Aquele que se curva ao ensinamento solene e penetrante da Palavra de Deus, que ali aprende sobre os terríveis destroços que o pecado causou na constituição humana, e que vê o exaltado padrão de santidade que Deus colocou diante de nós, não pode deixar de descobrir que miserável ele é. Se lhe for dado observar até que ponto ele está aquém de atingir o padrão de Deus; se, à luz do santuário divino, puder descobrir quão pouco se parece com o Cristo de Deus; então ele descobrirá que esta linguagem é a mais adequada para expressar sua tristeza piedosa. Se Deus lhe revelar a frieza de seu amor, o orgulho de seu coração, as divagações de sua mente, o mal que desafia seus atos mais piedosos, ele clamará: “Desventurado homem que eu sou!”. Se ele está consciente de sua ingratidão, de quão pouco aprecia as misericórdias diárias de Deus; se ele percebe a ausência daquele fervor profundo e genuíno que deveria sempre caracterizar seu louvor e adoração Àquele que é “glorificado em santidade” (Êx 15:11); se ele reconhece aquele espírito pecaminoso de rebelião, que tantas vezes o faz murmurar ou pelo menos se irritar com as dispensações[2] de Deus em sua vida diária? se ele tentar classificar não apenas os pecados cometidos, mas também os pecados de omissão, que ele comete diariamente, ele de fato clamará: “Desventurado homem que eu sou!”.

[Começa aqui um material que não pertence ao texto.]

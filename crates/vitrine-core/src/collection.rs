//! The user's saved artworks, persisted as one JSON array under a single key.

use chrono::Utc;

use crate::error::AppError;
use crate::models::{CollectionEntry, CollectionOutcome, NormalizedArtwork};
use crate::traits::KeyValueStore;

/// Storage key holding the serialized collection.
pub const COLLECTION_KEY: &str = "museum_collection";

/// Collection operations over any [`KeyValueStore`].
///
/// Never fails outward: malformed data is treated as an empty collection,
/// and store failures come back as unsuccessful [`CollectionOutcome`]s.
/// A failed read never leads to a write.
pub struct CollectionStore<S> {
    store: S,
}

impl<S: KeyValueStore> CollectionStore<S> {
    pub fn new(store: S) -> Self {
        Self { store }
    }

    /// All saved entries in insertion order.
    pub fn get(&self) -> Vec<CollectionEntry> {
        self.load().unwrap_or_else(|e| {
            tracing::error!(error = %e, "Failed to read collection");
            Vec::new()
        })
    }

    /// Stored entries. A missing key or malformed data reads as empty; only
    /// a failed store read is an error, so callers never write over data
    /// they could not see.
    fn load(&self) -> Result<Vec<CollectionEntry>, AppError> {
        let Some(raw) = self.store.get(COLLECTION_KEY)? else {
            return Ok(Vec::new());
        };

        match serde_json::from_str(&raw) {
            Ok(entries) => Ok(entries),
            Err(e) => {
                tracing::warn!(error = %e, "Stored collection is malformed, treating as empty");
                Ok(Vec::new())
            }
        }
    }

    pub fn add(&self, artwork: NormalizedArtwork) -> CollectionOutcome {
        let mut entries = match self.load() {
            Ok(entries) => entries,
            Err(e) => {
                tracing::error!(id = %artwork.id, error = %e, "Error reading collection before add");
                return CollectionOutcome::failed("Failed to add to collection");
            }
        };
        if entries.iter().any(|entry| entry.artwork.id == artwork.id) {
            return CollectionOutcome::failed("Artwork already in collection");
        }

        let id = artwork.id.clone();
        entries.push(CollectionEntry {
            artwork,
            added_at: Utc::now(),
        });

        match self.write(&entries) {
            Ok(()) => {
                tracing::info!(%id, total = entries.len(), "Added to collection");
                CollectionOutcome::ok("Added to collection")
            }
            Err(e) => {
                tracing::error!(%id, error = %e, "Error adding to collection");
                CollectionOutcome::failed("Failed to add to collection")
            }
        }
    }

    /// Idempotent: removing an absent id still succeeds.
    pub fn remove(&self, id: &str) -> CollectionOutcome {
        let entries: Vec<_> = match self.load() {
            Ok(entries) => entries
                .into_iter()
                .filter(|entry| entry.artwork.id != id)
                .collect(),
            Err(e) => {
                tracing::error!(%id, error = %e, "Error reading collection before remove");
                return CollectionOutcome::failed("Failed to remove from collection");
            }
        };

        match self.write(&entries) {
            Ok(()) => CollectionOutcome::ok("Removed from collection"),
            Err(e) => {
                tracing::error!(%id, error = %e, "Error removing from collection");
                CollectionOutcome::failed("Failed to remove from collection")
            }
        }
    }

    pub fn clear(&self) -> CollectionOutcome {
        match self.store.remove(COLLECTION_KEY) {
            Ok(()) => CollectionOutcome::ok("Collection cleared"),
            Err(e) => {
                tracing::error!(error = %e, "Error clearing collection");
                CollectionOutcome::failed("Failed to clear collection")
            }
        }
    }

    pub fn contains(&self, id: &str) -> bool {
        self.get().iter().any(|entry| entry.artwork.id == id)
    }

    fn write(&self, entries: &[CollectionEntry]) -> Result<(), AppError> {
        let raw = serde_json::to_string(entries)?;
        self.store.set(COLLECTION_KEY, &raw)
    }
}

#[cfg(test)]
mod tests {
    use super::*;
    use crate::testutil::{MemoryStore, make_test_artwork};

    #[test]
    fn add_then_duplicate_is_rejected() {
        let collection = CollectionStore::new(MemoryStore::new());

        let outcome = collection.add(make_test_artwork("met-1"));
        assert!(outcome.success);
        assert!(collection.contains("met-1"));

        let outcome = collection.add(make_test_artwork("met-1"));
        assert!(!outcome.success);
        assert_eq!(outcome.message, "Artwork already in collection");
        assert_eq!(collection.get().len(), 1);
    }

    #[test]
    fn entries_keep_insertion_order_and_timestamp() {
        let collection = CollectionStore::new(MemoryStore::new());
        let before = Utc::now();
        collection.add(make_test_artwork("aic-2"));
        collection.add(make_test_artwork("rijks-SK-A-1935"));

        let entries = collection.get();
        assert_eq!(entries[0].artwork.id, "aic-2");
        assert_eq!(entries[1].artwork.id, "rijks-SK-A-1935");
        assert!(entries[0].added_at >= before);
    }

    #[test]
    fn remove_is_idempotent() {
        let collection = CollectionStore::new(MemoryStore::new());
        collection.add(make_test_artwork("met-1"));

        let outcome = collection.remove("met-404");
        assert!(outcome.success);
        assert_eq!(collection.get().len(), 1);

        let outcome = collection.remove("met-1");
        assert!(outcome.success);
        assert_eq!(outcome.message, "Removed from collection");
        assert!(!collection.contains("met-1"));
    }

    #[test]
    fn clear_empties_store() {
        let store = MemoryStore::new();
        let collection = CollectionStore::new(store.clone());
        collection.add(make_test_artwork("met-1"));

        let outcome = collection.clear();
        assert!(outcome.success);
        assert!(collection.get().is_empty());
        assert!(store.raw(COLLECTION_KEY).is_none());
    }

    #[test]
    fn malformed_data_reads_as_empty() {
        let collection =
            CollectionStore::new(MemoryStore::with_value(COLLECTION_KEY, "{not json"));
        assert!(collection.get().is_empty());
        assert!(!collection.contains("met-1"));

        // A subsequent add overwrites the corrupt value.
        assert!(collection.add(make_test_artwork("met-1")).success);
        assert_eq!(collection.get().len(), 1);
    }

    #[test]
    fn write_failures_are_reported_not_raised() {
        let collection = CollectionStore::new(MemoryStore::new().failing_writes());

        let outcome = collection.add(make_test_artwork("met-1"));
        assert!(!outcome.success);
        assert_eq!(outcome.message, "Failed to add to collection");

        assert!(!collection.clear().success);
        assert!(!collection.remove("met-1").success);
    }

    #[test]
    fn read_failure_never_overwrites_saved_entries() {
        let store = MemoryStore::new();
        let collection = CollectionStore::new(store.clone());
        collection.add(make_test_artwork("met-1"));
        collection.add(make_test_artwork("met-2"));
        let saved = store.raw(COLLECTION_KEY);

        store.set_failing_reads(true);
        let outcome = collection.add(make_test_artwork("aic-9"));
        assert!(!outcome.success);
        assert_eq!(outcome.message, "Failed to add to collection");
        let outcome = collection.remove("met-1");
        assert!(!outcome.success);
        assert_eq!(outcome.message, "Failed to remove from collection");
        assert!(collection.get().is_empty());
        assert_eq!(store.raw(COLLECTION_KEY), saved);

        store.set_failing_reads(false);
        let ids: Vec<_> = collection.get().into_iter().map(|e| e.artwork.id).collect();
        assert_eq!(ids, vec!["met-1", "met-2"]);
    }

    #[test]
    fn persisted_shape_is_flat_camel_case() {
        let store = MemoryStore::new();
        let collection = CollectionStore::new(store.clone());
        collection.add(make_test_artwork("aic-7"));

        let raw: serde_json::Value = serde_json::from_str(&store.raw(COLLECTION_KEY).unwrap()).unwrap();
        assert_eq!(raw[0]["id"], "aic-7");
        assert_eq!(raw[0]["museumCode"], "AIC");
        assert!(raw[0]["addedAt"].is_string());
    }
}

Nem são apenas os cristãos “apóstatas”, convencidos de seu pecado lamentarão assim. Aquele que está verdadeiramente em comunhão com Cristo também desferirá este gemido, e o fará diariamente, de hora em hora. Sim, quanto mais se aproximar de Cristo, mais descobrirá as corrupções de sua velha natureza e mais desejará ser libertado dela. Só quando a luz do sol inunda uma sala é que a sujeira e a poeira são totalmente reveladas. Portanto, é somente quando realmente entramos na presença dAquele que é a luz, que nos tornamos conscientes da sujeira e da maldade que habitam em nós e que contaminam cada parte do nosso ser. E essa descoberta fará com que cada um de nós clame: “Desventurado homem que eu sou!”.

“Mas”, alguém pode perguntar, “a comunhão com Cristo não produz alegria em vez de luto?” Nós respondemos, produz ambos. Foi o que aconteceu com Paulo. No versículo 22 do nosso capítulo ele diz: “Tenho prazer na lei de Deus”. No entanto, apenas dois versículos depois ele clama: “Desventurado homem que eu sou!” Esta passagem não é independente. Em 2 Coríntios 6 o mesmo apóstolo diz: “entristecidos, mas sempre alegres” (vs 10). Entristecidos por causa de seus fracassos, seus pecados diários. Alegres por causa da graça que ainda o sustentava e por causa da bendita provisão que Deus fez até mesmo para os pecados de Seus santos. Assim, novamente em Romanos 8:1, depois de declarar: “Agora, pois, já nenhuma condenação há para os que estão em Cristo Jesus”, e depois de dizer: “O próprio Espírito testifica com o nosso espírito que somos filhos de Deus. Ora, se somos filhos, somos também herdeiros, herdeiros de Deus e co-herdeiros com Cristo” (vs 16-17), o apóstolo acrescenta: “igualmente gememos em nosso íntimo, aguardando a adoção de filhos, a redenção do nosso corpo.” (vs 23). Semelhante é o ensino do apóstolo Pedro: “Nisso exultais, embora, no presente, por breve tempo, se necessário, sejais contristados por várias provações” (1Pe 1:6). A tristeza e o gemido, portanto, não estão ausentes da espiritualidade mais elevada.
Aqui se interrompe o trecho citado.